Records contained in a dataset:
------------------------------
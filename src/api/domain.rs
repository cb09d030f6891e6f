//! Fixed vocabularies used across the portal. Rows store the canonical
//! string form; incoming form values are parsed through these types so a
//! bad value is caught before anything is written.

use std::fmt;
use std::str::FromStr;

/// Academic year level, 100 through 500.
#[derive(Copy, Clone, Debug, PartialEq, Eq)]
pub enum Level {
    L100,
    L200,
    L300,
    L400,
    L500,
}

impl Level {
    pub fn as_str(&self) -> &'static str {
        match self {
            Level::L100 => "100",
            Level::L200 => "200",
            Level::L300 => "300",
            Level::L400 => "400",
            Level::L500 => "500",
        }
    }
}

impl FromStr for Level {
    type Err = String;

    fn from_str(s: &str) -> Result<Self, Self::Err> {
        match s {
            "100" => Ok(Level::L100),
            "200" => Ok(Level::L200),
            "300" => Ok(Level::L300),
            "400" => Ok(Level::L400),
            "500" => Ok(Level::L500),
            other => Err(format!("unknown level: {other}")),
        }
    }
}

impl fmt::Display for Level {
    fn fmt(&self, f: &mut fmt::Formatter<'_>) -> fmt::Result {
        f.write_str(self.as_str())
    }
}

/// First or second half of an academic session.
#[derive(Copy, Clone, Debug, PartialEq, Eq)]
pub enum SemesterPeriod {
    First,
    Second,
}

impl SemesterPeriod {
    pub fn as_str(&self) -> &'static str {
        match self {
            SemesterPeriod::First => "First",
            SemesterPeriod::Second => "Second",
        }
    }
}

impl FromStr for SemesterPeriod {
    type Err = String;

    fn from_str(s: &str) -> Result<Self, Self::Err> {
        match s {
            "First" => Ok(SemesterPeriod::First),
            "Second" => Ok(SemesterPeriod::Second),
            other => Err(format!("unknown semester: {other}")),
        }
    }
}

/// The departmental grade scale. Each grade carries a fixed point value;
/// course rows store the numeric form.
#[derive(Copy, Clone, Debug, PartialEq, Eq)]
pub enum Grade {
    A,
    B,
    C,
    D,
    E,
    F,
}

impl Grade {
    pub fn points(&self) -> f64 {
        match self {
            Grade::A => 5.0,
            Grade::B => 4.0,
            Grade::C => 3.0,
            Grade::D => 2.0,
            Grade::E => 1.0,
            Grade::F => 0.0,
        }
    }

    pub fn letter(&self) -> &'static str {
        match self {
            Grade::A => "A",
            Grade::B => "B",
            Grade::C => "C",
            Grade::D => "D",
            Grade::E => "E",
            Grade::F => "F",
        }
    }

    /// Maps a stored point value back onto the scale.
    pub fn from_points(points: f64) -> Option<Self> {
        [Grade::A, Grade::B, Grade::C, Grade::D, Grade::E, Grade::F]
            .into_iter()
            .find(|g| g.points() == points)
    }

    /// Letter shown on result breakdowns for an arbitrary stored value.
    pub fn letter_for(points: f64) -> &'static str {
        Grade::from_points(points).map_or("N/A", |g| g.letter())
    }
}

/// Library resource categories.
#[derive(Copy, Clone, Debug, PartialEq, Eq)]
pub enum ResourceCategory {
    Textbook,
    Journal,
    Lecture,
    Project,
    Thesis,
    Other,
}

impl ResourceCategory {
    pub fn as_str(&self) -> &'static str {
        match self {
            ResourceCategory::Textbook => "Textbook",
            ResourceCategory::Journal => "Journal",
            ResourceCategory::Lecture => "Lecture",
            ResourceCategory::Project => "Project",
            ResourceCategory::Thesis => "Thesis",
            ResourceCategory::Other => "Other",
        }
    }
}

impl FromStr for ResourceCategory {
    type Err = String;

    fn from_str(s: &str) -> Result<Self, Self::Err> {
        match s {
            "Textbook" => Ok(ResourceCategory::Textbook),
            "Journal" => Ok(ResourceCategory::Journal),
            "Lecture" => Ok(ResourceCategory::Lecture),
            "Project" => Ok(ResourceCategory::Project),
            "Thesis" => Ok(ResourceCategory::Thesis),
            "Other" => Ok(ResourceCategory::Other),
            other => Err(format!("unknown category: {other}")),
        }
    }
}

/// Handbook course classification.
#[derive(Copy, Clone, Debug, PartialEq, Eq)]
pub enum CourseType {
    Core,
    Required,
    Elective,
}

impl CourseType {
    pub fn as_str(&self) -> &'static str {
        match self {
            CourseType::Core => "Core",
            CourseType::Required => "Required",
            CourseType::Elective => "Elective",
        }
    }
}

impl FromStr for CourseType {
    type Err = String;

    fn from_str(s: &str) -> Result<Self, Self::Err> {
        match s {
            "Core" => Ok(CourseType::Core),
            "Required" => Ok(CourseType::Required),
            "Elective" => Ok(CourseType::Elective),
            other => Err(format!("unknown course type: {other}")),
        }
    }
}

/// Examination or class timetable.
#[derive(Copy, Clone, Debug, PartialEq, Eq)]
pub enum TimetableKind {
    Exam,
    Class,
}

impl TimetableKind {
    pub fn as_str(&self) -> &'static str {
        match self {
            TimetableKind::Exam => "Exam",
            TimetableKind::Class => "Class",
        }
    }
}

impl FromStr for TimetableKind {
    type Err = String;

    fn from_str(s: &str) -> Result<Self, Self::Err> {
        match s {
            "Exam" => Ok(TimetableKind::Exam),
            "Class" => Ok(TimetableKind::Class),
            other => Err(format!("unknown timetable type: {other}")),
        }
    }
}

/// Timetable audience: a single level, or every level at once.
#[derive(Copy, Clone, Debug, PartialEq, Eq)]
pub enum TimetableLevel {
    All,
    Only(Level),
}

impl TimetableLevel {
    pub fn as_str(&self) -> &'static str {
        match self {
            TimetableLevel::All => "All",
            TimetableLevel::Only(level) => level.as_str(),
        }
    }
}

impl FromStr for TimetableLevel {
    type Err = String;

    fn from_str(s: &str) -> Result<Self, Self::Err> {
        if s == "All" {
            return Ok(TimetableLevel::All);
        }
        s.parse().map(TimetableLevel::Only)
    }
}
------------------------------
_Work required_: Please report every line of the records above that contains the word "enum".

_Answer space_:
pub enum Level {
pub enum SemesterPeriod {
pub enum Grade {
pub enum ResourceCategory {
pub enum CourseType {
pub enum TimetableKind {
pub enum TimetableLevel {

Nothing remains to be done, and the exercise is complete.